• _Instructions to follow_
Report the number of lines below in which the word "TemplateStore" occurs. Nothing else is needed.

Collected data:
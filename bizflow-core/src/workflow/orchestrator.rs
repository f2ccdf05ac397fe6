//! Engine facade wiring every component around one store

use anyhow::{Context, Result};
use std::sync::Arc;

use crate::models::EngineConfiguration;
use crate::services::collaborators::{Directory, HandlerRegistry, Notifier};
use crate::workflow::engine::{EngineSettings, WorkflowEngine};
use crate::workflow::persistence::WorkflowPersistence;
use crate::workflow::router::ApprovalRouter;
use crate::workflow::scheduler::{AutomationScheduler, SchedulerSettings};
use crate::workflow::templates::TemplateStore;

/// Templates, approval routing, workflow engine and scheduler sharing one store
pub struct BizflowOrchestrator {
    persistence: Arc<WorkflowPersistence>,
    templates: TemplateStore,
    approvals: ApprovalRouter,
    engine: Arc<WorkflowEngine>,
    scheduler: Arc<AutomationScheduler>,
}

impl BizflowOrchestrator {
    /// Open the store named by the configuration
    pub fn open(
        config: &EngineConfiguration,
        directory: Arc<dyn Directory>,
        notifier: Arc<dyn Notifier>,
        handlers: HandlerRegistry,
    ) -> Result<Self> {
        if let Err(errors) = config.validate() {
            anyhow::bail!("Invalid configuration: {}", errors.join("; "));
        }
        let persistence = WorkflowPersistence::new(&config.store_path).with_context(|| {
            format!("Failed to open store {}", config.store_path.display())
        })?;
        tracing::info!(store = %config.store_path.display(), "Store opened");
        Ok(Self::assemble(
            Arc::new(persistence),
            config,
            directory,
            notifier,
            handlers,
        ))
    }

    /// Same wiring over a store that never touches disk
    pub fn in_memory(
        config: &EngineConfiguration,
        directory: Arc<dyn Directory>,
        notifier: Arc<dyn Notifier>,
        handlers: HandlerRegistry,
    ) -> Self {
        Self::assemble(
            Arc::new(WorkflowPersistence::in_memory()),
            config,
            directory,
            notifier,
            handlers,
        )
    }

    fn assemble(
        persistence: Arc<WorkflowPersistence>,
        config: &EngineConfiguration,
        directory: Arc<dyn Directory>,
        notifier: Arc<dyn Notifier>,
        handlers: HandlerRegistry,
    ) -> Self {
        let engine = Arc::new(WorkflowEngine::new(
            persistence.clone(),
            directory,
            notifier,
            handlers,
            EngineSettings::from_config(config),
        ));
        let scheduler = Arc::new(AutomationScheduler::new(
            engine.clone(),
            SchedulerSettings::from_config(config),
        ));

        Self {
            templates: TemplateStore::new(persistence.clone()),
            approvals: ApprovalRouter::new(persistence.clone()),
            persistence,
            engine,
            scheduler,
        }
    }

    pub fn templates(&self) -> &TemplateStore {
        &self.templates
    }

    pub fn approvals(&self) -> &ApprovalRouter {
        &self.approvals
    }

    pub fn engine(&self) -> Arc<WorkflowEngine> {
        self.engine.clone()
    }

    pub fn scheduler(&self) -> Arc<AutomationScheduler> {
        self.scheduler.clone()
    }

    /// Reload the store from disk, picking up writes from other processes
    pub fn refresh(&self) -> Result<()> {
        self.persistence.refresh()
    }
}
/// Running workflow instance
#[derive(Debug, Clone, Serialize, Deserialize)]
pub struct Workflow {
    /// Unique workflow identifier
    pub id: Uuid,
    /// Owning company
    pub company_id: CompanyId,
    /// Template this workflow was instantiated from
    #[serde(default, skip_serializing_if = "Option::is_none")]
    pub template_id: Option<Uuid>,
    /// Template version at instantiation
    #[serde(default, skip_serializing_if = "Option::is_none")]
    pub template_version: Option<u32>,
    pub name: String,
    #[serde(default, skip_serializing_if = "Option::is_none")]
    pub description: Option<String>,
    /// Business category, e.g. `expense_approval`
    #[serde(default, skip_serializing_if = "Option::is_none")]
    pub workflow_type: Option<String>,
    pub status: WorkflowStatus,
    /// Lowest step rank that still has open work
    pub current_step: u32,
    /// Completed share of countable tasks, 0..=100
    pub progress_percentage: f64,
    #[serde(default, skip_serializing_if = "Option::is_none")]
    pub started_at: Option<DateTime<Utc>>,
    #[serde(default, skip_serializing_if = "Option::is_none")]
    pub completed_at: Option<DateTime<Utc>>,
    #[serde(default, skip_serializing_if = "Option::is_none")]
    pub due_date: Option<DateTime<Utc>>,
    /// Estimated duration in minutes
    #[serde(default, skip_serializing_if = "Option::is_none")]
    pub estimated_duration: Option<u32>,
    /// Caller-supplied payload
    #[serde(default)]
    pub workflow_data: serde_json::Value,
    #[serde(default)]
    pub settings: WorkflowSettings,
    pub initiated_by: UserId,
    #[serde(default, skip_serializing_if = "Option::is_none")]
    pub assigned_to: Option<UserId>,
    pub created_at: DateTime<Utc>,
    pub updated_at: DateTime<Utc>,
}

/// Input for creating a workflow
#[derive(Debug, Clone, Serialize, Deserialize)]
pub struct NewWorkflow {
    pub company_id: CompanyId,
    /// Instantiate tasks from this template version
    #[serde(default, skip_serializing_if = "Option::is_none")]
    pub template_id: Option<Uuid>,
    pub name: String,
    #[serde(default, skip_serializing_if = "Option::is_none")]
    pub description: Option<String>,
    #[serde(default, skip_serializing_if = "Option::is_none")]
    pub workflow_type: Option<String>,
    #[serde(default, skip_serializing_if = "Option::is_none")]
    pub due_date: Option<DateTime<Utc>>,
    #[serde(default, skip_serializing_if = "Option::is_none")]
    pub estimated_duration: Option<u32>,
    #[serde(default)]
    pub workflow_data: serde_json::Value,
    pub initiated_by: UserId,
    #[serde(default, skip_serializing_if = "Option::is_none")]
    pub assigned_to: Option<UserId>,
    /// Replaces the template's default settings
    #[serde(default, skip_serializing_if = "Option::is_none")]
    pub settings: Option<WorkflowSettings>,
}

impl NewWorkflow {
    pub fn ad_hoc(company_id: CompanyId, name: &str, initiated_by: UserId) -> Self {
        Self {
            company_id,
            template_id: None,
            name: name.to_string(),
            description: None,
            workflow_type: None,
            due_date: None,
            estimated_duration: None,
            workflow_data: serde_json::Value::Object(Default::default()),
            initiated_by,
            assigned_to: None,
            settings: None,
        }
    }

    pub fn from_template(
        company_id: CompanyId,
        template_id: Uuid,
        name: &str,
        initiated_by: UserId,
    ) -> Self {
        Self {
            template_id: Some(template_id),
            ..Self::ad_hoc(company_id, name, initiated_by)
        }
    }

    pub fn with_data(mut self, data: serde_json::Value) -> Self {
        self.workflow_data = data;
        self
    }
}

• _Response to this task_
4